Opinion
Civil Action 3-04-CV-2017-R.
August 8, 2005
MEMORANDUM OPINION AND ORDER
Now before the Court is Defendant Continental Casualty Co.'s Motion to Dismiss Pursuant to Rules 12(b)(7) for Failure to Joint a Party Under Rule 19. For the reasons discussed below, Defendant's Motion is DENIED.
I. BACKGROUND
The undisputed background facts as set forth in Defendant's motion are as follows. Barnsco, Inc. ("Barnsco" or Plaintiff) entered into multiple contract with Clifton Concrete Company ("Clifton") to supply materials to multiple projects in and around the Dallas area. Ratcliff Constructors, L.P. ("Ratcliff") was the general contractors on the projects. On each such project, Ratcliff entered into a contract with Clifton, for Clifton to perform as a subcontractor. The substance of those contracts is not in dispute. Clifton entered into a contract with Plaintiff, as a supplier to a first-tier subcontractor, to supply materials to each of the projects. Since the Projects were public work projects, Ratcliff, as the principal, executed payment bonds for the projects. Defendant Continental Casualty Company ("Continental Casualty" or Defendant) is the surety on the bonds. Plaintiff was not completely paid for the work it performed. Plaintiff alleges a balance of $72, 456.79 is owned to it. Plaintiff sued Defendant, and not Ratcliff or Clifton. Ratcliff, Clifton and Plaintiff are Texas citizens. Defendant argues that Ratcliff and Clifton are necessary and indispensable parties upon whom the court cannot join without destroying its jurisdiction.II. RULE 19 ANALYSIS
Rule 19 of the Federal Rules of Civil Procedure explains when a court should join a party. "The purpose of Rule 19 is `to permit joinder of all materially interested parties to a single lawsuit so as to protect the interested parties and avoid waste of judicial resources.'" Cross Timbers Oil Co. v. Rosel Energy, 167 F.R.D. 457, 459 (D.Kan. 1996) (citation omitted). Under Rule 19(a), a party should be joined, when feasible, if: (1) in the person's absence complete relief cannot be accorded among those already parties, or (2) the person claims an interest relating to the subject of the action and is so situated that the disposition of the action in the person's absence may (I) as a practical matter impair or impede the person's ability to protect that interest or (ii) leave any of the persons already parties subject to a substantial risk of incurring double, multiple, or otherwise inconsistent obligations by reason of the claimed interest. Fed.R.Civ.P. 19(a). If the court determines that such a party should be joined, but that joinder is not feasible because it would deprive the court of jurisdiction over the suit, the court must determine if "the action should proceed among the parties before it, or should be dismissed, the absent person being thus regarded as indispensable." Fed.R.Civ.P. 19(b). The Rule sets out a list of factors the court must consider in deciding whether a party is indispensable. They are: first, to what extent a judgment rendered in the person's absence might be prejudicial to the person or those already parties; second, the extent to which, by protective provisions in the judgment, by the shaping of relief, or other measures, the prejudice can be lessened or avoided; third, whether a judgment rendered in the person's absence will be adequate; fourth, whether the plaintiff will have an adequate remedy if the action is dismissed for nonjoinder. Fed.R.Civ.P. 19(b).

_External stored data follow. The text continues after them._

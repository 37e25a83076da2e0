//! Hash collaborators used by address derivation.

use crate::AddressError;
use ripemd::Ripemd160;
use sha2::{Digest as ShaDigest, Sha256};

/// Length of a Hash160 digest in bytes.
pub const HASH160_LENGTH: usize = 20;

/// The two digests an address needs.
///
/// [`Hasher`] is the real implementation. Anything else (a counting double in tests, an
/// accelerated backend) only has to agree with it byte for byte.
pub trait AddressHasher {
    /// `RIPEMD160(SHA256(public_key))`.
    ///
    /// # Errors
    /// Returns [`AddressError::HashDerivation`] if `public_key` is not an acceptable key.
    fn hash160(&self, public_key: &[u8]) -> Result<[u8; HASH160_LENGTH], AddressError>;

    /// `SHA256(SHA256(data))`.
    fn double_sha256(&self, data: &[u8]) -> [u8; 32];
}

/// The default hasher for `b58_address`: SHA-256 and RIPEMD-160 from RustCrypto.
///
/// Public keys must have a SEC1 shape: 33 bytes starting `0x02`/`0x03`, or 65 bytes
/// starting `0x04` (or the hybrid `0x06`/`0x07`). The curve point itself is not checked.
#[derive(Clone, Copy, Debug, Default, PartialEq, Eq)]
pub struct Hasher;

impl Hasher {
    /// Compute SHA-256(data).
    #[must_use]
    pub fn sha256(data: &[u8]) -> [u8; 32] {
        Sha256::digest(data).into()
    }

    fn check_public_key(public_key: &[u8]) -> Result<(), AddressError> {
        match (public_key.len(), public_key.first()) {
            (33, Some(0x02 | 0x03)) | (65, Some(0x04 | 0x06 | 0x07)) => Ok(()),
            (0, _) => Err(AddressError::HashDerivation("public key is empty".to_string())),
            (len, Some(prefix)) => Err(AddressError::HashDerivation(format!(
                "malformed public key: {len} bytes with prefix 0x{prefix:02x}"
            ))),
            (len, None) => Err(AddressError::HashDerivation(format!(
                "malformed public key: {len} bytes"
            ))),
        }
    }
}

impl AddressHasher for Hasher {
    fn hash160(&self, public_key: &[u8]) -> Result<[u8; HASH160_LENGTH], AddressError> {
        Self::check_public_key(public_key)?;
        let sha = Sha256::digest(public_key);
        Ok(Ripemd160::digest(sha).into())
    }

    fn double_sha256(&self, data: &[u8]) -> [u8; 32] {
        Self::sha256(&Self::sha256(data))
    }
}

#[cfg(test)]
mod tests {
    use super::*;
    use hex_literal::hex;
    use pretty_assertions::assert_eq;

    const GENESIS_PUBKEY: [u8; 65] = hex!(
        "04678afdb0fe5548271967f1a67130b7105cd6a828e03909a67962e0ea1f61deb6"
        "49f6bc3f4cef38c4f35504e51ec112de5c384df7ba0b8d578a4c702b6bf11d5f"
    );

    #[test]
    fn hash160_uncompressed_key() {
        assert_eq!(
            Hasher.hash160(&GENESIS_PUBKEY).unwrap(),
            hex!("62e907b15cbf27d5425399ebf6f0fb50ebb88f18")
        );
    }

    #[test]
    fn hash160_compressed_key() {
        let pubkey = hex!("0250863ad64a87ae8a2fe83c1af1a8403cb53f53e486d8511dad8a04887e5b2352");
        assert_eq!(
            Hasher.hash160(&pubkey).unwrap(),
            hex!("f54a5851e9372b87810a8e60cdd2e7cfd80b6e31")
        );
    }

    #[test]
    fn hash160_rejects_malformed_keys() {
        assert!(matches!(Hasher.hash160(&[]), Err(AddressError::HashDerivation(_))));
        assert!(matches!(Hasher.hash160(&[0x02; 32]), Err(AddressError::HashDerivation(_))));
        assert!(matches!(Hasher.hash160(&[0x05; 33]), Err(AddressError::HashDerivation(_))));
        let mut wrong_prefix = GENESIS_PUBKEY;
        wrong_prefix[0] = 0x02;
        assert!(matches!(Hasher.hash160(&wrong_prefix), Err(AddressError::HashDerivation(_))));
    }

    #[test]
    fn double_sha256_known_value() {
        let data = hex!("0123456789abcdef");
        assert_eq!(
            hex::encode(Hasher.double_sha256(&data)),
            "137ad663f79da06e282ed0abbec4d70523ced5ff8e39d5c2e5641d978c5925aa"
        );
    }
}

Defendant argues that without the joinder of Clifton, complete relief is not possible among the existing parties. Specifically, Defendant argues that without Clifton in the lawsuit Defendant will be unable to determine whether Clifton had legitimate reasons for allegedly failing to pay Plaintiff the monies it is due under the contract. Defendant also argues that without the joinder of Clifton it will be forced to initiate a second lawsuit against Clifton to recover the amount of a judgment, in any, in this suit. This argument is incorrect. Under Rule 19, only if "complete relief cannot be accorded among those already parties" will the non-party be necessary. See James v. Valvoline, Inc., 159 F.Supp.2d 544, 554 (S.D.Tex. 2001) (emphasis added). This is so because under Texas law, Defendant is potentially jointly and severally liable to the Plaintiff. See R.P. Farnsworth Co., Inc., v. Globe Marble Granite Corp., 250 F.2d 636, 637 (5th Cir. 1958). Texas Government Code, section 2253.073 expressly states that "[a] payment bond beneficiary who has provided public work labor or material under a public work contract for which a payment bond is furnished . . . may sue the principal or surety, jointly or severally, on the payment bond . . ."
Defendant also argues that Clifton is a necessary party because Clifton has a legally protected interest in the outcome of the litigation. Defendant states that there is potential for inconsistent obligations if Clifton is not added as a party. But this argument also fails.
[Rule 19] focuses upon subjecting a present party, here [Barnsco or Continental Casualty], to inconsistent obligations because a party is missing. However, because [Continental Casualty] and the non-parties who could also be liable to [Continental Casualty] or the Plaintiff [are potentially jointly and severally liable] they need not be joined in a single lawsuit . . . Indeed, a defendant who may be entitled to contribution or indemnity cannot be subjected to double or multiple obligations since his liability is several for the entire amount.James, 159 F.Supp.2d at 551-552 (quotes and internal citations omitted).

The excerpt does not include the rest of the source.